- Aim of the task -
Run through the records and show each line that includes the string "columns".

(Dataset entries)
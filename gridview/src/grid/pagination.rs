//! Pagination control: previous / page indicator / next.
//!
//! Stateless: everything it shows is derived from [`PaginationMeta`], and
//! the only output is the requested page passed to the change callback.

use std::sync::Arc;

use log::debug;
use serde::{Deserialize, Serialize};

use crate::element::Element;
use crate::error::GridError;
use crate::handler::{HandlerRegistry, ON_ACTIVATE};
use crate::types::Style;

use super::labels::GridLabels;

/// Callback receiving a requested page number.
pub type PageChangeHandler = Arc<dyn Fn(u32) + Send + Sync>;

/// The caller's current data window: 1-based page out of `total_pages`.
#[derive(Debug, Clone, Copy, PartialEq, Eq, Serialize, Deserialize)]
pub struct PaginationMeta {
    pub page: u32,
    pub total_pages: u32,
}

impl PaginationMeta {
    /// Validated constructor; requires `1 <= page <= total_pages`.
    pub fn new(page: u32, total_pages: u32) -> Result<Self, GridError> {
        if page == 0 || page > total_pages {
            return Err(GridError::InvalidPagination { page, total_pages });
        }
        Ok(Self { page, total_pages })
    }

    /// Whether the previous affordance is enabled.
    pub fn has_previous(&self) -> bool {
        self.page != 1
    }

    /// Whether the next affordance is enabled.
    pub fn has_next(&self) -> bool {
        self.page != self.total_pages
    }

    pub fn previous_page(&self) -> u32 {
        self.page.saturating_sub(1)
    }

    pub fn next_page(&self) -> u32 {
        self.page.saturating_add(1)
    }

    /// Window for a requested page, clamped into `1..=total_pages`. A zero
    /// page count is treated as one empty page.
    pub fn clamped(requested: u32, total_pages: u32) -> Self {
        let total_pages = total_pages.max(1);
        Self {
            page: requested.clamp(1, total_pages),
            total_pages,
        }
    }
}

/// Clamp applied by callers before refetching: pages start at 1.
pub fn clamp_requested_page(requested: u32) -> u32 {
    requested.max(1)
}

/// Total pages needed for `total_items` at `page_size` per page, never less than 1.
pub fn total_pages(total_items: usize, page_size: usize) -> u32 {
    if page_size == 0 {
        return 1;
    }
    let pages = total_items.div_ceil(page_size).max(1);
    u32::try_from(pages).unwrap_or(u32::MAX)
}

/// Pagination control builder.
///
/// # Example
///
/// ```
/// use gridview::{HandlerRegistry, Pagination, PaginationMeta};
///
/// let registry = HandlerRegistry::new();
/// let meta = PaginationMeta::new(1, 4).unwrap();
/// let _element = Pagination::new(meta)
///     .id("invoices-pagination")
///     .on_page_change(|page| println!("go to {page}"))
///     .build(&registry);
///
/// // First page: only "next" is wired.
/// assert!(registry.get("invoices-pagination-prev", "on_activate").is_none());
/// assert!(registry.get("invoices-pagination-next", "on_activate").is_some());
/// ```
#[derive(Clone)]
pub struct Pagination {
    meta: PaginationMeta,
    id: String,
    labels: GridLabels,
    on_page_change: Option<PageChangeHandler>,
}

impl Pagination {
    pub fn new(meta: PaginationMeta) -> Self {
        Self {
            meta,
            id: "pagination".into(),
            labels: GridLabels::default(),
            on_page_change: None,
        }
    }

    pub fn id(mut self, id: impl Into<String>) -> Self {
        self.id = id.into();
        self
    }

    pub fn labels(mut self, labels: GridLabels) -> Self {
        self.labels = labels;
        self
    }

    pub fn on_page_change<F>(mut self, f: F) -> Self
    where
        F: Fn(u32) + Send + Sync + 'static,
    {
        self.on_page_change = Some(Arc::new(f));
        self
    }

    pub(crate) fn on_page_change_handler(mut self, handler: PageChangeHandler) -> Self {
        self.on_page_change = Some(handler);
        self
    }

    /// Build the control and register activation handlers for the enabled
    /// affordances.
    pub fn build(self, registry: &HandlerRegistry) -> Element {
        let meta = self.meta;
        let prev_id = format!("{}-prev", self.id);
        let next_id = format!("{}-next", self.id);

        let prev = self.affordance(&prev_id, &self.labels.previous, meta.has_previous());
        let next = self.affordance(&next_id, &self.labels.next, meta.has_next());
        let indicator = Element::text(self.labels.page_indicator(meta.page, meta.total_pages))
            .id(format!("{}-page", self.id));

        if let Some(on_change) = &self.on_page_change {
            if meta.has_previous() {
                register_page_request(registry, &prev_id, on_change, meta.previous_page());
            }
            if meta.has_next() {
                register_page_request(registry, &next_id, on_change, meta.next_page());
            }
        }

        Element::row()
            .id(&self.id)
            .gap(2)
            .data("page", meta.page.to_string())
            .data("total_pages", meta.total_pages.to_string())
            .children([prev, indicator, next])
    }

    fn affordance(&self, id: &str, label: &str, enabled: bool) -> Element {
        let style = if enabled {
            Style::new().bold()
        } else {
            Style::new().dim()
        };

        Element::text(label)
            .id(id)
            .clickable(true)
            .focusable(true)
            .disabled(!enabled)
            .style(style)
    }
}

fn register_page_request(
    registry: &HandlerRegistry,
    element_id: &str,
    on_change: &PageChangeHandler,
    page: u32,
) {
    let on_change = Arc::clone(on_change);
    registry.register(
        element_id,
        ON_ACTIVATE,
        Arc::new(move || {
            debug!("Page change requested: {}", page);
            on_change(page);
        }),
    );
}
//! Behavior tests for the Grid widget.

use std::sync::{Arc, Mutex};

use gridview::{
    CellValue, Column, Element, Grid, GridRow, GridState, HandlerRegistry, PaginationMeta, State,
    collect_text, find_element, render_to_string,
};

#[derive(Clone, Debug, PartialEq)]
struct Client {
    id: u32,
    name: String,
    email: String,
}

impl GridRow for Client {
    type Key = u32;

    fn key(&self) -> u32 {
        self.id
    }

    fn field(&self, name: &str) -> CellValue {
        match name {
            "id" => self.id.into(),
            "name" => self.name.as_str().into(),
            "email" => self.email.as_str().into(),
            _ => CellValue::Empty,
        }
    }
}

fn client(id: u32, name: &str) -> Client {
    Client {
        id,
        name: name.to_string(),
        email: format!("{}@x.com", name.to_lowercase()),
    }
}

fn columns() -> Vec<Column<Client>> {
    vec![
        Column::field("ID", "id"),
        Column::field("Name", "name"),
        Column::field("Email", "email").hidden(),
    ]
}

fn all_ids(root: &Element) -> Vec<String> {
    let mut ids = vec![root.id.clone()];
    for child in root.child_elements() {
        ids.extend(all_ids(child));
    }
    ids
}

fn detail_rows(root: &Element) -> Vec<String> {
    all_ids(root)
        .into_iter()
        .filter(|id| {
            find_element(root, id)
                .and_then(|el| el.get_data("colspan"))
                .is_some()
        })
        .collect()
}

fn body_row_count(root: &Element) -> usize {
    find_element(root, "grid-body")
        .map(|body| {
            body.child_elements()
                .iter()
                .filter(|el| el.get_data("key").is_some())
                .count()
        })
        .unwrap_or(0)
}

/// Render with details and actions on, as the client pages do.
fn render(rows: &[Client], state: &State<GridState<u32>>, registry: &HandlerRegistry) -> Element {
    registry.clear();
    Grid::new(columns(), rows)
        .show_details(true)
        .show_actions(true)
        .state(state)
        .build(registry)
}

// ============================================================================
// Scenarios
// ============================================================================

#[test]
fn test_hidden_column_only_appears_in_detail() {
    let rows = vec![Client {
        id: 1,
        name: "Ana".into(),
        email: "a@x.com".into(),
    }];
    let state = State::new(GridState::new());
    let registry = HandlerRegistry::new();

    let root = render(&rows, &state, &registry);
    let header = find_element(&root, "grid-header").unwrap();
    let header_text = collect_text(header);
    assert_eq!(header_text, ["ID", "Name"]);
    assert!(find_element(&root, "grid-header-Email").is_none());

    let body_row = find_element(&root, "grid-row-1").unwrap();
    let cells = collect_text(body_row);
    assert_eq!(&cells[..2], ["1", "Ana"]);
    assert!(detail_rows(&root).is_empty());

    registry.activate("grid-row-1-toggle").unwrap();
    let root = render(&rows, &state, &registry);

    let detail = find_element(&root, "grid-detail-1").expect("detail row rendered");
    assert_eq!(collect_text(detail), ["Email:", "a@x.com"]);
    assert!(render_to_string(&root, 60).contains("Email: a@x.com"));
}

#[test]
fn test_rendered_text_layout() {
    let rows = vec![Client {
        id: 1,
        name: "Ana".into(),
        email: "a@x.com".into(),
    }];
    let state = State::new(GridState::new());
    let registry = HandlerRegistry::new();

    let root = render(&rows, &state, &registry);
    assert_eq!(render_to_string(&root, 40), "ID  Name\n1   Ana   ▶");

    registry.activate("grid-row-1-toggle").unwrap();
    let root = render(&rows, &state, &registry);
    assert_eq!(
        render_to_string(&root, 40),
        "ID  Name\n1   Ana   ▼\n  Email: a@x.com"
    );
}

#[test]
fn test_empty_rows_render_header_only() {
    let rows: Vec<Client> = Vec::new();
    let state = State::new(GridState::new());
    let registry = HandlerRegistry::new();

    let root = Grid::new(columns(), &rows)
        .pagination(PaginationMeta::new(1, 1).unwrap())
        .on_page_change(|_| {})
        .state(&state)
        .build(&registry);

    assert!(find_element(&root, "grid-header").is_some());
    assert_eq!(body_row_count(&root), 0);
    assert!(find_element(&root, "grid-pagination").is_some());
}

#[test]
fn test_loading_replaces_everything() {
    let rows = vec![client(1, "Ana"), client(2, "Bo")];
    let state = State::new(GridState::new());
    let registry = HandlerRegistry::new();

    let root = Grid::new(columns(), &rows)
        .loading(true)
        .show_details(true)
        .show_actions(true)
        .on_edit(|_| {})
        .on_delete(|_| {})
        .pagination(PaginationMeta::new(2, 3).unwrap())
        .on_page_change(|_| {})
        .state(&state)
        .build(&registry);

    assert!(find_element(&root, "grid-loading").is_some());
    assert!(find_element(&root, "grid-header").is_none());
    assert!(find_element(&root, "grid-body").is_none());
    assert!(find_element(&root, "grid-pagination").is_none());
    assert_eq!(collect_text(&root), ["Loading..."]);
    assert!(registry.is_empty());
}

- Your response -
fn columns() -> Vec<Column<Client>> {
    Grid::new(columns(), rows)
    let root = Grid::new(columns(), &rows)
    let root = Grid::new(columns(), &rows)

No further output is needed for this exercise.